EDIT: Now getting stuck on proving reflexivity.

Answer 1

Setup and major hints:

Reflexivity:

You seem to have already figured this one out:

Suppose $x\in \Bbb R$. We wish to show that $xEx$. Indeed, since $1\in\Bbb Q^*$ and since $1\cdot x = x$ we have shown that $x$ is a rational multiple of itself, hence $xEx$ is true.

Symmetry:

Suppose that $x$ and $y$ are (not necessarily distinct) real numbers such that $xEy$. We wish to prove that it follows that $yEx$.

Since $xEy$ this means by definition of $E$ that...
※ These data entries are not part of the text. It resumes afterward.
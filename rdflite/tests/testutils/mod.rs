// Copyright (c) 2024-2025 DeepGraph Inc.
// SPDX-License-Identifier: Apache-2.0
//
//! Test utilities for RDFLite integration tests
//!
//! Builds small databases, query graphs and plans, and turns query results
//! into sorted multisets for comparison.

#![allow(dead_code)]

use rdflite::plan::{Node, PatternSlot, SubQuery, VariableId};
use rdflite::storage::{DataOrder, Triple};
use rdflite::{Database, ExecutionConfig, MemoryDatabase, QueryExecutor, QueryResult};
use std::collections::BTreeSet;
use std::sync::Arc;

pub const SPO: DataOrder = DataOrder::SubjectPredicateObject;
pub const SOP: DataOrder = DataOrder::SubjectObjectPredicate;
pub const OPS: DataOrder = DataOrder::ObjectPredicateSubject;
pub const OSP: DataOrder = DataOrder::ObjectSubjectPredicate;
pub const PSO: DataOrder = DataOrder::PredicateSubjectObject;
pub const POS: DataOrder = DataOrder::PredicateObjectSubject;

pub fn init_logging() {
    let _ = env_logger::builder().is_test(true).try_init();
}

pub fn var(v: VariableId) -> PatternSlot {
    PatternSlot::Variable(v)
}

pub fn constant(id: u32) -> PatternSlot {
    PatternSlot::Constant(id)
}

pub fn pattern(subject: PatternSlot, predicate: PatternSlot, object: PatternSlot) -> Node {
    Node::new(subject, predicate, object)
}

/// A subquery made of the given patterns
pub fn patterns(nodes: Vec<Node>) -> SubQuery {
    nodes
        .into_iter()
        .fold(SubQuery::new(), |query, node| query.with_node(node))
}

/// Single-threaded executor with default settings
pub fn executor(db: &Arc<MemoryDatabase>) -> QueryExecutor {
    QueryExecutor::new(db.clone() as Arc<dyn Database>).with_config(ExecutionConfig::default())
}

/// Rows expanded by multiplicity and sorted
pub fn multiset(result: &QueryResult) -> Vec<Vec<Option<u32>>> {
    let mut rows = Vec::new();
    for row in &result.rows {
        for _ in 0..row.count {
            rows.push(row.values.clone());
        }
    }
    rows.sort();
    rows
}

/// Triples over a small id space, so joins find partners
///
/// Ids are raw: `subjects` and objects come from `0..values`, predicates
/// from `predicates`.
pub fn random_triples(
    rng: &mut fastrand::Rng,
    count: usize,
    values: u32,
    predicates: &[u32],
) -> BTreeSet<Triple> {
    (0..count)
        .map(|_| {
            let p = predicates[rng.usize(..predicates.len())];
            Triple::new(rng.u32(0..values), p, rng.u32(0..values))
        })
        .collect()
}

/// Database holding raw-id triples without dictionary entries
pub fn raw_database(triples: &BTreeSet<Triple>) -> Arc<MemoryDatabase> {
    Arc::new(MemoryDatabase::with_triples(triples.iter().copied()))
}

/// Relational join of `?a p1 ?b` and `?b p2 ?c` as (a, b, c) rows
pub fn chain_join(triples: &BTreeSet<Triple>, p1: u32, p2: u32) -> Vec<Vec<Option<u32>>> {
    let mut rows = Vec::new();
    for left in triples.iter().filter(|t| t.predicate == p1) {
        for right in triples.iter().filter(|t| t.predicate == p2) {
            if left.object == right.subject {
                rows.push(vec![
                    Some(left.subject),
                    Some(left.object),
                    Some(right.object),
                ]);
            }
        }
    }
    rows.sort();
    rows
}
// Copyright (c) 2024-2025 DeepGraph Inc.
// SPDX-License-Identifier: Apache-2.0
//
//! Storage contract consumed by the execution engine
//!
//! The engine never looks at pages or on-disk layouts. It needs three things
//! from the storage layer:
//!
//! - ordered, seekable cursors over the six sort orders of the triple
//!   relation, in full, aggregated and fully aggregated form ([`FactsCursor`])
//! - an id/literal dictionary ([`Dictionary`])
//! - a way to fold a batch of pending changes into the base relation
//!   ([`Database::apply_update`]), used when the differential index syncs
//!
//! [`MemoryDatabase`] is the in-process implementation; `SledDatabase` keeps
//! the same data in an embedded sled store.

pub mod memory;
#[cfg(feature = "sled-backend")]
pub mod sled_store;
pub mod term;
pub mod types;

pub use memory::MemoryDatabase;
#[cfg(feature = "sled-backend")]
pub use sled_store::SledDatabase;
pub use types::{
    DataOrder, FactsEntry, Literal, LiteralType, StorageError, Triple, NULL_ID,
};

/// Forward cursor over one sort order
pub trait FactsCursor: Send {
    /// Position on the first entry whose key is >= `key`. Returns false when
    /// no such entry exists.
    fn seek(&mut self, key: [u32; 3]) -> bool;

    /// Move to the following entry. Returns false at the end.
    fn advance(&mut self) -> bool;

    /// The entry under the cursor. Only meaningful after a successful
    /// `seek`/`advance`.
    fn current(&self) -> FactsEntry;
}

/// Id/literal dictionary
pub trait Dictionary: Send + Sync {
    /// Find the id of a literal
    fn lookup(&self, text: &str, literal_type: LiteralType, sub_type: u32) -> Option<u32>;

    /// Find the literal for an id
    fn lookup_by_id(&self, id: u32) -> Option<Literal>;

    /// First id not yet handed out
    fn next_id(&self) -> u32;
}

/// The base triple relation
pub trait Database: Send + Sync {
    /// Cursor over distinct triples in `order`
    fn facts(&self, order: DataOrder) -> Box<dyn FactsCursor>;

    /// Cursor over `(value1, value2)` prefixes of `order` with their counts
    fn aggregated_facts(&self, order: DataOrder) -> Box<dyn FactsCursor>;

    /// Cursor over `value1` of `order` with its count
    fn fully_aggregated_facts(&self, order: DataOrder) -> Box<dyn FactsCursor>;

    /// The dictionary
    fn dictionary(&self) -> &dyn Dictionary;

    /// Append new literals (ids are assigned consecutively from `next_id`)
    /// and apply triple insertions and deletions to every order.
    fn apply_update(
        &self,
        literals: &[Literal],
        inserts: &[Triple],
        deletes: &[Triple],
    ) -> Result<(), StorageError>;
}

// Copyright (c) 2024-2025 DeepGraph Inc.
// SPDX-License-Identifier: Apache-2.0
//
//! N-ary bag union

use super::{BoxedOperator, Operator, PlanPrinter, Scheduler};
use crate::runtime::RegisterRef;

/// Concatenates its branches
///
/// Each branch writes its own registers. `mappings[i]` copies branch `i`'s
/// registers into the shared result registers as (from, to) pairs and
/// `initializations[i]` lists the result registers branch `i` never binds;
/// they are reset to NULL when the branch starts.
pub struct Union {
    parts: Vec<BoxedOperator>,
    mappings: Vec<Vec<(RegisterRef, RegisterRef)>>,
    initializations: Vec<Vec<RegisterRef>>,
    current: usize,
    expected: f64,
    observed: u64,
}

impl Union {
    pub fn new(
        parts: Vec<BoxedOperator>,
        mappings: Vec<Vec<(RegisterRef, RegisterRef)>>,
        initializations: Vec<Vec<RegisterRef>>,
        expected: f64,
    ) -> Self {
        debug_assert_eq!(parts.len(), mappings.len());
        debug_assert_eq!(parts.len(), initializations.len());
        Self {
            parts,
            mappings,
            initializations,
            current: 0,
            expected,
            observed: 0,
        }
    }

    fn copy_values(&self) {
        for (from, to) in &self.mappings[self.current] {
            to.set(from.get());
        }
    }

    fn first_from_part(&mut self) -> u32 {
        while self.current < self.parts.len() {
            let count = self.parts[self.current].first();
            if count == 0 {
                self.current += 1;
                continue;
            }
            for reg in &self.initializations[self.current] {
                reg.clear();
            }
            self.copy_values();
            self.observed += count as u64;
            return count;
        }
        0
    }
}

impl Operator for Union {
    fn first(&mut self) -> u32 {
        self.observed = 0;
        self.current = 0;
        self.first_from_part()
    }

    fn next(&mut self) -> u32 {
        if self.current >= self.parts.len() {
            return 0;
        }
        let count = self.parts[self.current].next();
        if count == 0 {
            self.current += 1;
            return self.first_from_part();
        }
        self.copy_values();
        self.observed += count as u64;
        count
    }

    fn print(&self, out: &mut dyn PlanPrinter) {
        out.begin_operator("Union", self.expected, self.observed);
        for (mapping, init) in self.mappings.iter().zip(&self.initializations) {
            let flat: Vec<RegisterRef> = mapping
                .iter()
                .flat_map(|(from, to)| [from.clone(), to.clone()])
                .collect();
            out.add_materialization_annotation(&flat);
            out.add_materialization_annotation(init);
        }
        for part in &self.parts {
            part.print(out);
        }
        out.end_operator();
    }

    // branches interleave, no common order
    fn add_merge_hint(&mut self, _reg1: &RegisterRef, _reg2: &RegisterRef) {}

    fn async_input_candidates(&mut self, scheduler: &mut Scheduler) {
        for part in &mut self.parts {
            part.async_input_candidates(scheduler);
        }
    }

    fn expected_cardinality(&self) -> f64 {
        self.expected
    }

    fn observed_cardinality(&self) -> u64 {
        self.observed
    }
}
... there is some nonzero rational number $q$ such that $q\cdot x = y$

Now, since nonzero rational numbers all have multiplicative inverses which are again nonzero rational numbers, we notice that:

$q^{-1}\cdot y =$ _______ ... which implies that...

... which means that $yEx$ is also true.

Transitivity

Suppose that $x,y,z$ are (not necessarily distinct) real numbers such that $xEy$ and that $yEz$. We wish to prove that it follows that $xEz$.

Since $xEy$ and $yEz$ this means by the definition of $E$ that...

there is some nonzero rational number $q$ and some nonzero rational number $r$ such that...

Now, since the product of two nonzero rational numbers is again a nonzero rational number we find that:

$z=\dots$

... which implies that $xEz$ is also true.